Playing Fortnite on GeForce Now on a Samsung Galaxy S22 Ultra
(Image credit: Nicholas Sutrich / Android Central)

If I were to tell you that I’ve been playing Fortnite on a $280 phone with buttery-smooth PS5-level graphics, would you believe me? Of course you wouldn’t because that’s impossible, right? With traditional computing methods, yes, that’s not something we’ll be seeing for another few years yet. But with the power of Nvidia’s GeForce Now cloud, that dream is possible today. Maybe even more unbelievably, it’ll cost you nothing at all.

That’s because a new touch-enabled version of Fortnite is available today on the GeForce Now (opens in new tab) app for Android — and, maybe even more impressively, on iOS by going to GeForce Now on the Safari browser — giving players access to Fortnite at the best quality no matter what device they use. Heck, for kicks I even played a 45-minute session on a public Wi-Fi hotspot to see just how resilient GeForce Now would be to the strains of anything inferior to the best routers (opens in new tab) available today and was blown away by the results.

What’s new

New vs Old touch controls for Fortnite on GeForce Now

(Image credit: Android Central)

Today’s news is twofold. First was the availability of Fortnite on GeForce Now for iOS devices. That’s a big deal since iOS players haven’t been able to get in on the biggest battle royale game in the world since Fortnite got pulled off the Apple AppStore in August 2020.

Second, is the release of proper touch controls for the Fortnite client on GeForce Now when played on a mobile device. Essentially, the “mobile” version of Fortnite is what players can expect here. That means built-in dual-stick controls with contextual on-screen buttons. This is different from that horrendous on-screen controller layout that was already available on GeForce Now, which makes it impossible to play a shooter due to the fact that the thumbsticks and trigger “buttons” are split and players only typically have two thumbs.

(Image credit: Android Central)

If you’ve played mobile Fortnite before with touch controls, you’ll know exactly what to expect. You can select from three preset options including autofire, tap anywhere, or dedicated on-screen buttons. While there are a reduced number of graphical options when compared to the normal PC version of the game, it’s essentially running at a mix of high to ultra settings when using the RTX 3080 tier of GeForce Now. Additionally, it runs at 120 frames per second on phones with a compatible 120Hz display.

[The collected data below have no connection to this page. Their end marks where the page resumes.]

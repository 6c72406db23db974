//! CLI error handling with user-friendly messages.
//!
//! Centralizes error handling for the CLI, providing consistent formatting
//! and appropriate exit codes.

use std::fmt;
use std::path::PathBuf;
use std::process;

use scormpack::composite::CompositeError;
use scormpack::config::ConfigFileError;
use scormpack::course::IndexError;
use scormpack::manifest::ManifestError;

/// CLI-specific errors with user-friendly messages.
#[derive(Debug)]
pub enum CliError {
    /// Failed to initialize logging
    LoggingInit(String),
    /// Configuration file could not be read or written
    Config { path: PathBuf, error: ConfigFileError },
    /// Course directory or index failure
    Index(IndexError),
    /// Manifest generation failure
    Manifest(ManifestError),
    /// Composite assembly failure
    Composite(CompositeError),
}

impl CliError {
    /// Exit the process with an appropriate error message and code.
    pub fn exit(&self) -> ! {
        eprintln!("Error: {}", self);

        match self {
            CliError::Manifest(ManifestError::EntryNotFound { .. }) => {
                eprintln!();
                eprintln!("Pass --entry to name the course's launch document.");
            }
            CliError::Composite(CompositeError::MissingAsset { .. }) => {
                eprintln!();
                eprintln!("Pass --assets-dir or set [composite] assets_dir in the config file.");
            }
            CliError::Config { path, .. } => {
                eprintln!();
                eprintln!("Config file: {}", path.display());
            }
            _ => {}
        }

        process::exit(1)
    }
}

impl fmt::Display for CliError {
    fn fmt(&self, f: &mut fmt::Formatter<'_>) -> fmt::Result {
        match self {
            CliError::LoggingInit(msg) => write!(f, "Failed to initialize logging: {}", msg),
            CliError::Config { error, .. } => write!(f, "Configuration error: {}", error),
            CliError::Index(e) => write!(f, "Course index error: {}", e),
            CliError::Manifest(e) => write!(f, "Manifest error: {}", e),
            CliError::Composite(e) => write!(f, "Composite error: {}", e),
        }
    }
}

impl std::error::Error for CliError {
    fn source(&self) -> Option<&(dyn std::error::Error + 'static)> {
        match self {
            CliError::Config { error, .. } => Some(error),
            CliError::Index(e) => Some(e),
            CliError::Manifest(e) => Some(e),
            CliError::Composite(e) => Some(e),
            CliError::LoggingInit(_) => None,
        }
    }
}

impl From<IndexError> for CliError {
    fn from(e: IndexError) -> Self {
        CliError::Index(e)
    }
}

impl From<ManifestError> for CliError {
    fn from(e: ManifestError) -> Self {
        CliError::Manifest(e)
    }
}

impl From<CompositeError> for CliError {
    fn from(e: CompositeError) -> Self {
        CliError::Composite(e)
    }
}
//! INI serialization logic for converting `ConfigFile` → INI string.
//!
//! Produces the commented INI representation written to `config.ini`.

use std::path::Path;

use super::settings::ConfigFile;

/// Convert a `ConfigFile` to a commented INI string for saving.
pub(super) fn to_config_string(config: &ConfigFile) -> String {
    let log_file = config
        .logging
        .file
        .as_ref()
        .map(|p| path_to_string(p))
        .unwrap_or_default();

    format!(
        r#"[index]
; Directory rescanned by `scormpack index` when none is given
courses_dir = {}

[manifest]
; Entry document referenced by generated manifests
entry = {}

[composite]
; Directory holding the player shell copied into every composite
assets_dir = {}
; Comma separated files and directories copied from assets_dir
assets = {}

[logging]
; One of: trace, debug, info, warn, error (RUST_LOG takes precedence)
level = {}
; Optional file receiving a copy of every log line
file = {}
"#,
        path_to_string(&config.index.courses_dir),
        config.manifest.entry,
        path_to_string(&config.composite.assets_dir),
        config.composite.assets.join(", "),
        config.logging.level,
        log_file,
    )
}

/// Convert path to string, collapsing home dir to ~.
fn path_to_string(path: &Path) -> String {
    if let Some(home) = dirs::home_dir() {
        if let Ok(stripped) = path.strip_prefix(&home) {
            return format!("~/{}", stripped.display());
        }
    }
    path.display().to_string()
}
//! Tests for command handlers, using mock output and course services.

use std::io;
use std::path::{Path, PathBuf};
use std::sync::RwLock;

use scormpack::composite::AssemblySummary;
use scormpack::course::{CourseEntry, IndexError};

use super::args::*;
use super::handlers::*;
use super::traits::*;
use crate::error::CliError;

// ============================================================================
// Mock Output Implementation
// ============================================================================

/// Mock output that captures all messages for verification.
#[derive(Default)]
pub struct MockOutput {
    messages: RwLock<Vec<String>>,
}

impl MockOutput {
    pub fn new() -> Self {
        Self::default()
    }

    /// Check if any message contains the given substring.
    pub fn contains(&self, substring: &str) -> bool {
        self.messages
            .read()
            .unwrap()
            .iter()
            .any(|m| m.contains(substring))
    }

    /// Get the full output as a single string.
    pub fn full_output(&self) -> String {
        self.messages.read().unwrap().join("\n")
    }
}

impl Output for MockOutput {
    fn println(&self, message: &str) {
        self.messages.write().unwrap().push(message.to_string());
    }
}

// ============================================================================
// Mock Course Service Implementation
// ============================================================================

/// Mock course service returning canned results and recording calls.
#[derive(Default)]
pub struct MockCourseService {
    entries: Option<Vec<CourseEntry>>,
    summary: AssemblySummary,
    config_exists: bool,
    fail: bool,
    calls: RwLock<Vec<String>>,
}

impl MockCourseService {
    pub fn new() -> Self {
        Self::default()
    }

    pub fn with_entries(mut self, entries: Vec<CourseEntry>) -> Self {
        self.entries = Some(entries);
        self
    }

    pub fn with_summary(mut self, summary: AssemblySummary) -> Self {
        self.summary = summary;
        self
    }

    pub fn with_existing_config(mut self) -> Self {
        self.config_exists = true;
        self
    }

    pub fn failing(mut self) -> Self {
        self.fail = true;
        self
    }

    fn record(&self, call: String) {
        self.calls.write().unwrap().push(call);
    }

    fn calls(&self) -> Vec<String> {
        self.calls.read().unwrap().clone()
    }

    fn failure(path: &Path) -> CliError {
        CliError::Index(IndexError::ReadFailed {
            path: path.to_path_buf(),
            source: io::Error::new(io::ErrorKind::PermissionDenied, "denied"),
        })
    }
}

impl CourseService for MockCourseService {
    fn rescan(&self, course_dir: &Path) -> Result<Vec<CourseEntry>, CliError> {
        self.record(format!("rescan {}", course_dir.display()));
        if self.fail {
            return Err(Self::failure(course_dir));
        }
        Ok(self.entries.clone().unwrap_or_default())
    }

    fn read_index(&self, course_dir: &Path) -> Result<Option<Vec<CourseEntry>>, CliError> {
        self.record(format!("read_index {}", course_dir.display()));
        if self.fail {
            return Err(Self::failure(course_dir));
        }
        Ok(self.entries.clone())
    }

    fn create_manifest(
        &self,
        course_path: &Path,
        name: Option<&str>,
        entry: &str,
    ) -> Result<PathBuf, CliError> {
        self.record(format!(
            "create_manifest {} {:?} {}",
            course_path.display(),
            name,
            entry
        ));
        Ok(course_path.join("imsmanifest.xml"))
    }

    fn assemble_composite(&self, args: &CompositeArgs) -> Result<AssemblySummary, CliError> {
        self.record(format!(
            "assemble {} {}",
            args.path.display(),
            args.sub_courses.len()
        ));
        Ok(self.summary.clone())
    }

    fn init_config(&self, path: &Path) -> Result<bool, CliError> {
        self.record(format!("init_config {}", path.display()));
        Ok(!self.config_exists)
    }
}

fn entry(name: &str) -> CourseEntry {
    CourseEntry::new(name, format!("{}/index.html", name))
}

// ============================================================================
// Index Handler Tests
// ============================================================================

#[test]
fn test_index_reports_count_and_entries() {
    let output = MockOutput::new();
    let courses = MockCourseService::new().with_entries(vec![entry("alpha"), entry("gamma")]);
    let ctx = CommandContext::new(&output, &courses);

    IndexHandler::execute(
        IndexArgs {
            course_dir: PathBuf::from("/srv/courses"),
        },
        &ctx,
    )
    .unwrap();

    assert!(output.contains("Indexed 2 course(s) in /srv/courses/index.json"));
    assert!(output.contains("alpha/index.html"));
    assert!(output.contains("gamma/index.html"));
    assert_eq!(courses.calls(), vec!["rescan /srv/courses"]);
}

#[test]
fn test_index_propagates_errors() {
    let output = MockOutput::new();
    let courses = MockCourseService::new().failing();
    let ctx = CommandContext::new(&output, &courses);

    let result = IndexHandler::execute(
        IndexArgs {
            course_dir: PathBuf::from("/srv/courses"),
        },
        &ctx,
    );

    assert!(matches!(result, Err(CliError::Index(_))));
    assert!(!output.contains("Indexed"));
}

// ============================================================================
// List Handler Tests
// ============================================================================

#[test]
fn test_list_prints_entries_in_order() {
    let output = MockOutput::new();
    let courses = MockCourseService::new().with_entries(vec![entry("zeta"), entry("alpha")]);
    let ctx = CommandContext::new(&output, &courses);

    ListHandler::execute(
        ListArgs {
            course_dir: PathBuf::from("courses"),
        },
        &ctx,
    )
    .unwrap();

    let text = output.full_output();
    let zeta = text.find("zeta").unwrap();
    let alpha = text.find("alpha").unwrap();
    assert!(zeta < alpha);
    assert!(output.contains("2 course(s)"));
}

#[test]
fn test_list_without_index() {
    let output = MockOutput::new();
    let courses = MockCourseService::new();
    let ctx = CommandContext::new(&output, &courses);

    ListHandler::execute(
        ListArgs {
            course_dir: PathBuf::from("courses"),
        },
        &ctx,
    )
    .unwrap();

    assert!(output.contains("No index.json in courses"));
    assert!(output.contains("scormpack index"));
}

#[test]
fn test_list_empty_index() {
    let output = MockOutput::new();
    let courses = MockCourseService::new().with_entries(Vec::new());
    let ctx = CommandContext::new(&output, &courses);

    ListHandler::execute(
        ListArgs {
            course_dir: PathBuf::from("courses"),
        },
        &ctx,
    )
    .unwrap();

    assert!(output.contains("No courses indexed."));
}

// ============================================================================
// Manifest Handler Tests
// ============================================================================

#[test]
fn test_manifest_passes_name_and_entry() {
    let output = MockOutput::new();
    let courses = MockCourseService::new();
    let ctx = CommandContext::new(&output, &courses);

    ManifestHandler::execute(
        ManifestArgs {
            path: PathBuf::from("course"),
            name: Some("Safety".to_string()),
            entry: "start.html".to_string(),
        },
        &ctx,
    )
    .unwrap();

    assert_eq!(
        courses.calls(),
        vec![r#"create_manifest course Some("Safety") start.html"#]
    );
    assert!(output.contains("Wrote course/imsmanifest.xml"));
}

// ============================================================================
// Composite Handler Tests
// ============================================================================

#[test]
fn test_composite_prints_summary() {
    let output = MockOutput::new();
    let courses = MockCourseService::new().with_summary(AssemblySummary {
        pruned: vec!["old".to_string()],
        merged: vec!["sub1".to_string(), "sub2".to_string()],
        skipped: vec![PathBuf::from("notes")],
        course_count: 3,
        manifest_path: PathBuf::from("composite/imsmanifest.xml"),
    });
    let ctx = CommandContext::new(&output, &courses);

    CompositeHandler::execute(
        CompositeArgs {
            path: PathBuf::from("composite"),
            sub_courses: vec![
                PathBuf::from("sub1"),
                PathBuf::from("sub2"),
                PathBuf::from("notes"),
            ],
            name: None,
            assets_dir: PathBuf::from("run/composite"),
            assets: vec!["index.html".to_string()],
        },
        &ctx,
    )
    .unwrap();

    assert_eq!(courses.calls(), vec!["assemble composite 3"]);
    assert!(output.contains("Merged:  sub1, sub2"));
    assert!(output.contains("Pruned:  old"));
    assert!(output.contains("Skipped: notes"));
    assert!(output.contains("Courses: 3"));
}

// ============================================================================
// Init Handler Tests
// ============================================================================

#[test]
fn test_init_creates_config() {
    let output = MockOutput::new();
    let courses = MockCourseService::new();
    let ctx = CommandContext::new(&output, &courses);

    InitHandler::execute(
        InitArgs {
            config_path: PathBuf::from("/home/u/.scormpack/config.ini"),
        },
        &ctx,
    )
    .unwrap();

    assert!(output.contains("Created configuration file:"));
    assert!(output.contains("/home/u/.scormpack/config.ini"));
}

#[test]
fn test_init_keeps_existing_config() {
    let output = MockOutput::new();
    let courses = MockCourseService::new().with_existing_config();
    let ctx = CommandContext::new(&output, &courses);

    InitHandler::execute(
        InitArgs {
            config_path: PathBuf::from("config.ini"),
        },
        &ctx,
    )
    .unwrap();

    assert!(output.contains("already exists"));
}

// ============================================================================
// Production Service Tests
// ============================================================================

mod default_service {
    use super::super::services::DefaultCourseService;
    use super::*;
    use tempfile::TempDir;

    #[test]
    fn test_read_index_missing_is_none() {
        let temp = TempDir::new().unwrap();
        let service = DefaultCourseService::new();
        assert!(service.read_index(temp.path()).unwrap().is_none());
    }

    #[test]
    fn test_init_config_writes_once() {
        let temp = TempDir::new().unwrap();
        let path = temp.path().join("config.ini");
        let service = DefaultCourseService::new();

        assert!(service.init_config(&path).unwrap());
        assert!(path.is_file());
        assert!(!service.init_config(&path).unwrap());
    }

    #[test]
    fn test_composite_ignores_manifest_entry_setting() {
        use scormpack::config::ConfigFile;
        use scormpack::manifest::{create_manifest, resolve_course};
        use std::fs;

        let temp = TempDir::new().unwrap();
        let shell = temp.path().join("shell");
        fs::create_dir_all(shell.join("js")).unwrap();
        for item in ["index.html", "lernmar.svg", "main.css", "js/player.js"] {
            fs::write(shell.join(item), item).unwrap();
        }
        let sub1 = temp.path().join("sub1");
        fs::create_dir_all(&sub1).unwrap();
        fs::write(sub1.join("start.html"), "<html/>").unwrap();
        create_manifest(&sub1, None, Some("start.html")).unwrap();

        let mut config = ConfigFile::default();
        config.manifest.entry = "start.html".to_string();
        config.composite.assets_dir = shell;
        let out = temp.path().join("out");
        let args = CompositeArgs::from_config(out.clone(), vec![sub1], None, None, &config);

        let summary = DefaultCourseService::new()
            .assemble_composite(&args)
            .unwrap();

        assert_eq!(summary.merged, vec!["sub1"]);
        assert_eq!(resolve_course(&out).unwrap().path, "out/index.html");
    }

    #[test]
    fn test_manifest_for_missing_course_fails() {
        let temp = TempDir::new().unwrap();
        let service = DefaultCourseService::new();
        let result = service.create_manifest(&temp.path().join("missing"), None, "index.html");
        assert!(matches!(result, Err(CliError::Manifest(_))));
    }
}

There’s no RTX support for GeForce Now at the moment, so while water and other reflections certainly look pretty, they’re not quite ray-traced accurate. Probably not something you’ll notice on a tiny phone screen, anyway.

For me, the biggest letdown was a lack of gyro aiming support. Gyro aiming was added to Fortnite officially back in February and it’s made the biggest difference to my aiming accuracy while using a controller. It’s not a deal-breaker but I definitely play worse without gyro support. Hopefully, Nvidia can get this translated in the future since the option for gyro aiming is actually in this Fortnite version — it’s just not passing the phone’s gyro sensor data to GeForce Now.

 How it works

Fortnite on the GeForce Now store

(Image credit: Android Central)

GeForce Now is a free app on Android and can be downloaded from the Google Play Store. iOS users will need to navigate to the GeForce Now website (opens in new tab) on the Safari browser on their iPhone or iPad. From here, you’ll log into your Nvidia account. If you’ve never made a GeForce Now account, you can select from one of the available service tiers which ranges from free to $20 per month depending on how much playtime and hardware power you want. For this demo, I was using the RTX 3080 tier, which is normally $20 per month.

Free tiers are available but only allow up to 1 hour of playtime per login session. If you’re just trying out GeForce Now for the first time, definitely start with a free account and make sure it meets your expectations.

Once you’re logged in, you’ll be presented with a list of available games. Many of these require you to own them on a separate platform like Steam or GOG, but games like Fortnite are free to play once you’ve linked your Epic account. It sounds like a lot of steps but it’s really quite straightforward.

Waiting for Fortnite on the Nintendo Switch to update

(Image credit: Nicholas Sutrich / Android Central)

Beyond that initial setup phase, the normal path to play is to launch the app, tap Fortnite, then tap play. It takes all of maybe 20 seconds to get into the game from the moment you first open the GeForce Now app to the moment you can begin a match.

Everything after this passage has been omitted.